Oui, c’est la dernière grande zone de forte fécon­dité. Un pays comme le Niger compte déjà 22 mil­lions d’habi­tants et croît de 4% par an : un dou­ble­ment tous les dix-sept ans. Les Nigériens se dépla­cent vers le sud, vers le Togo, le Bénin et la Côte d’Ivoire. Là, on observe des risques géopoli­tiques de désta­bil­i­sa­tion. On a déjà vu des trou­bles en Côte d’Ivoire, il y a une dizaine d’an­nées.
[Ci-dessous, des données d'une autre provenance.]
use timetable_allocator::config::Config;
use timetable_allocator::server;

#[tokio::main]
async fn main() -> Result<(), Box<dyn std::error::Error>> {
    env_logger::Builder::from_env(env_logger::Env::default().default_filter_or("info")).init();

    let config = Config::from_env()?;
    server::run_server(config).await?;

    Ok(())
}
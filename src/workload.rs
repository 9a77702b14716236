use crate::data::{Requirement, TimetableRecord};
use crate::error::{EngineError, Overload};
use itertools::Itertools;
use log::debug;

/// Lifetime limit on distinct non-lab subjects per teacher.
pub const DEFAULT_WORKLOAD_CAP: usize = 3;

/// Read-only view over already stored timetables.
///
/// Counts distinct (timetable, subject) pairs a teacher takes, skipping labs,
/// recesses and free hours. Holds no state of its own, so repeated queries
/// over the same corpus agree.
#[derive(Debug, Clone, Copy)]
pub struct WorkloadValidator<'a> {
    timetables: &'a [TimetableRecord],
}

impl<'a> WorkloadValidator<'a> {
    pub fn new(timetables: &'a [TimetableRecord]) -> Self {
        Self { timetables }
    }

    pub fn count_non_lab_assignments(&self, teacher: &str) -> usize {
        self.timetables
            .iter()
            .flat_map(move |timetable| {
                timetable
                    .entries
                    .iter()
                    .filter(|entry| !entry.is_lab())
                    .filter(move |entry| entry.teachers().iter().any(|t| t == teacher))
                    .filter_map(move |entry| entry.subject().map(|subject| (timetable.id, subject)))
            })
            .unique()
            .count()
    }

    pub fn is_available(&self, teacher: &str, cap: usize) -> bool {
        self.count_non_lab_assignments(teacher) < cap
    }

    /// Rejects a requirement set that would take any teacher past `cap`.
    pub fn check_requirements(&self, requirements: &[Requirement], cap: usize) -> Result<(), EngineError> {
        let requested = requirements
            .iter()
            .filter(|r| !r.is_lab)
            .flat_map(|r| r.teachers.iter().map(move |t| (t.as_str(), r.subject.as_str())))
            .unique()
            .into_group_map();

        let overloads: Vec<Overload> = requested
            .into_iter()
            .filter_map(|(teacher, subjects)| {
                let existing = self.count_non_lab_assignments(teacher);
                debug!(
                    "Workload for {}: {} assigned, {} requested (cap {}).",
                    teacher,
                    existing,
                    subjects.len(),
                    cap
                );
                (existing + subjects.len() > cap).then(|| Overload {
                    teacher: teacher.to_string(),
                    existing,
                    requested: subjects.len(),
                })
            })
            .sorted_by(|a, b| a.teacher.cmp(&b.teacher))
            .collect();

        if overloads.is_empty() {
            Ok(())
        } else {
            Err(EngineError::WorkloadExceeded { cap, overloads })
        }
    }
}

#[cfg(test)]
mod tests {
    use super::*;
    use crate::data::{ScheduleEntry, TimetableId};
    use crate::grid::{Day, LabBlock, Slot, TimeSlot, YearLevel};
    use chrono::Utc;

    fn record(id: TimetableId, classes: &[Requirement]) -> TimetableRecord {
        let entries = classes
            .iter()
            .enumerate()
            .map(|(i, req)| {
                let slot = if req.is_lab {
                    Slot::Block(LabBlock::Morning)
                } else {
                    Slot::Period(TimeSlot::ALL[i % 7])
                };
                ScheduleEntry::class(Day::ALL[i % 6], slot, req)
            })
            .collect();
        TimetableRecord {
            id,
            created_at: Utc::now(),
            year_level: YearLevel::Second,
            days: Day::ALL.to_vec(),
            entries,
        }
    }

    fn corpus() -> Vec<TimetableRecord> {
        vec![
            record(
                1,
                &[
                    Requirement::subject("Maths", "Rao"),
                    Requirement::subject("Maths", "Rao"),
                    Requirement::subject("Physics", "Rao"),
                    Requirement::lab("Physics Lab", &["Rao"], None),
                ],
            ),
            record(
                2,
                &[
                    Requirement::subject("Maths", "Rao"),
                    Requirement::lab("Chem Lab", &["Iyer", "Rao"], None),
                    Requirement {
                        subject: "Design".to_string(),
                        teachers: vec!["Iyer".to_string(), "Rao".to_string()],
                        is_lab: false,
                        batch: None,
                    },
                ],
            ),
        ]
    }

    #[test]
    fn counts_distinct_subjects_per_timetable() {
        let timetables = corpus();
        let validator = WorkloadValidator::new(&timetables);

        assert_eq!(validator.count_non_lab_assignments("Rao"), 4);
        assert_eq!(validator.count_non_lab_assignments("Iyer"), 1);
        assert_eq!(validator.count_non_lab_assignments("Nobody"), 0);
    }

    #[test]
    fn counting_is_idempotent() {
        let timetables = corpus();
        let validator = WorkloadValidator::new(&timetables);
        assert_eq!(
            validator.count_non_lab_assignments("Iyer"),
            validator.count_non_lab_assignments("Iyer")
        );
    }

    #[test]
    fn teacher_at_cap_is_unavailable_for_a_fourth_subject() {
        let timetables = vec![record(
            7,
            &[
                Requirement::subject("Maths", "Sen"),
                Requirement::subject("Physics", "Sen"),
                Requirement::subject("Biology", "Sen"),
            ],
        )];
        let validator = WorkloadValidator::new(&timetables);

        assert!(!validator.is_available("Sen", DEFAULT_WORKLOAD_CAP));
        let result = validator.check_requirements(
            &[
                Requirement::subject("Chemistry", "Sen"),
                Requirement::subject("Chemistry", "Bose"),
            ],
            DEFAULT_WORKLOAD_CAP,
        );
        assert_eq!(
            result,
            Err(EngineError::WorkloadExceeded {
                cap: 3,
                overloads: vec![Overload {
                    teacher: "Sen".to_string(),
                    existing: 3,
                    requested: 1,
                }],
            })
        );
    }

    #[test]
    fn labs_do_not_count_towards_the_cap() {
        let timetables = vec![record(
            1,
            &[
                Requirement::subject("Maths", "Sen"),
                Requirement::subject("Physics", "Sen"),
            ],
        )];
        let validator = WorkloadValidator::new(&timetables);

        assert!(validator.is_available("Sen", DEFAULT_WORKLOAD_CAP));
        let result = validator.check_requirements(
            &[
                Requirement::subject("Biology", "Sen"),
                Requirement::lab("Bio Lab", &["Sen"], None),
                Requirement::lab("Chem Lab", &["Sen"], None),
            ],
            DEFAULT_WORKLOAD_CAP,
        );
        assert_eq!(result, Ok(()));
    }
}
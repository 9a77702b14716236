//! Weekly timetable allocation: places subject and lab sessions onto a
//! day/period grid without double-booking cells or teachers, then fills the
//! remaining periods with free hours.

pub mod config;
pub mod data;
pub mod display;
pub mod error;
pub mod filler;
pub mod grid;
pub mod lab;
pub mod ledger;
pub mod regular;
pub mod repository;
pub mod server;
pub mod solver;
pub mod validation;
pub mod workload;

pub use data::{GenerateRequest, Requirement, ScheduleEntry, Timetable};
pub use error::EngineError;
pub use solver::{EngineOptions, generate};
pub use workload::WorkloadValidator;
use crate::data::{EntryKind, ScheduleEntry, Timetable};
use crate::grid::{Day, Recess, Slot, TimeSlot};
use crate::ledger::AllocationLedger;
use log::debug;
use rand::Rng;
use rand::seq::SliceRandom;

/// Break and lunch markers for every active day.
pub fn recess_markers(days: &[Day], out: &mut Timetable) {
    for &day in days {
        for recess in Recess::ALL {
            let kind = match recess {
                Recess::Break => EntryKind::Break,
                Recess::Lunch => EntryKind::Lunch,
            };
            out.entries.push(ScheduleEntry {
                day,
                slot: Slot::Recess(recess),
                kind,
            });
        }
    }
}

/// Gives every still-unoccupied period a random free-hour category.
///
/// Does nothing when `categories` is empty; callers validate that beforehand.
pub fn fill_gaps<R: Rng + ?Sized>(
    days: &[Day],
    categories: &[String],
    ledger: &mut AllocationLedger,
    rng: &mut R,
    out: &mut Timetable,
) {
    let mut filled = 0usize;
    for &day in days {
        for slot in TimeSlot::ALL {
            if !ledger.is_cell_free(day, slot) {
                continue;
            }
            let Some(category) = categories.choose(rng) else {
                return;
            };
            ledger.commit(day, slot, &[]);
            out.entries.push(ScheduleEntry {
                day,
                slot: Slot::Period(slot),
                kind: EntryKind::Free {
                    category: category.clone(),
                },
            });
            filled += 1;
        }
    }
    debug!("Filled {} free periods.", filled);
}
Le Mali, le Burk­i­na Faso et le Tchad sont égale­ment en déséquili­bre. On imag­ine spon­tané­ment un risque pour l’Eu­rope. Mais un paysan pau­vre du Burk­i­na Faso n’ira pas si loin. On estime qu’entre 80 et 90 % des migra­tions inter­na­tionales des pays africains se font vers d’autres pays africains.  A titre d’exemple, le nom­bre de Nigériens vivant en France a aug­men­té de 2 300 per­son­nes entre 2006 et 2018, soit un flux moyen par an de 200 per­son­nes (source : recense­ments de l’INSEE).

Mais plus que les migra­tions cli­ma­tiques, le fac­teur à con­sid­ér­er ici est la guerre civile. Les deux exem­ples les plus con­nus sont le Dar­four, d’où entre 500 000 et un mil­lion de per­son­nes se sont réfugiées à l’est du Tchad, et la Soma­lie qu’un mil­lion de per­son­nes ont quit­tée pour le Kenya, où le plus grand camp du monde abrite 500 000 per­son­nes. Cela crée des prob­lèmes à l’in­térieur même du pays. Au Tchad, en revanche, je n’ai pas enten­du par­ler de prob­lèmes impor­tants, peut-être parce qu’une par­tie des réfugiés du Dar­four sont des Zaghawa, une eth­nie qui vit à cheval sur les deux pays et à laque­lle appar­tient le prési­dent tchadien.

Une par­tie des migra­tions africaines est ain­si facil­itée par l’inadéquation entre fron­tières admin­is­tra­tives et la répar­ti­tion eth­nique. Mais il n’en reste pas moins que les États africains cherchent, comme les autres, à ren­forcer leurs fron­tières. Ce ren­force­ment peut avoir des effets de bord, comme ceux observés en Europe : en ren­dant la migra­tion dif­fi­cile, les allers-et-retours flu­ides, de type « noria », ont été réduits au prof­it d’une émi­gra­tion défini­tive. Ce qui pose des prob­lèmes aux pays d’accueil, mais aus­si aux pays d’émigration, car une bonne par­tie des migrants d’aujourd’hui sont des pro­fes­sion­nels qual­i­fiés qui se trou­vent ain­si fixés dans des pays riches.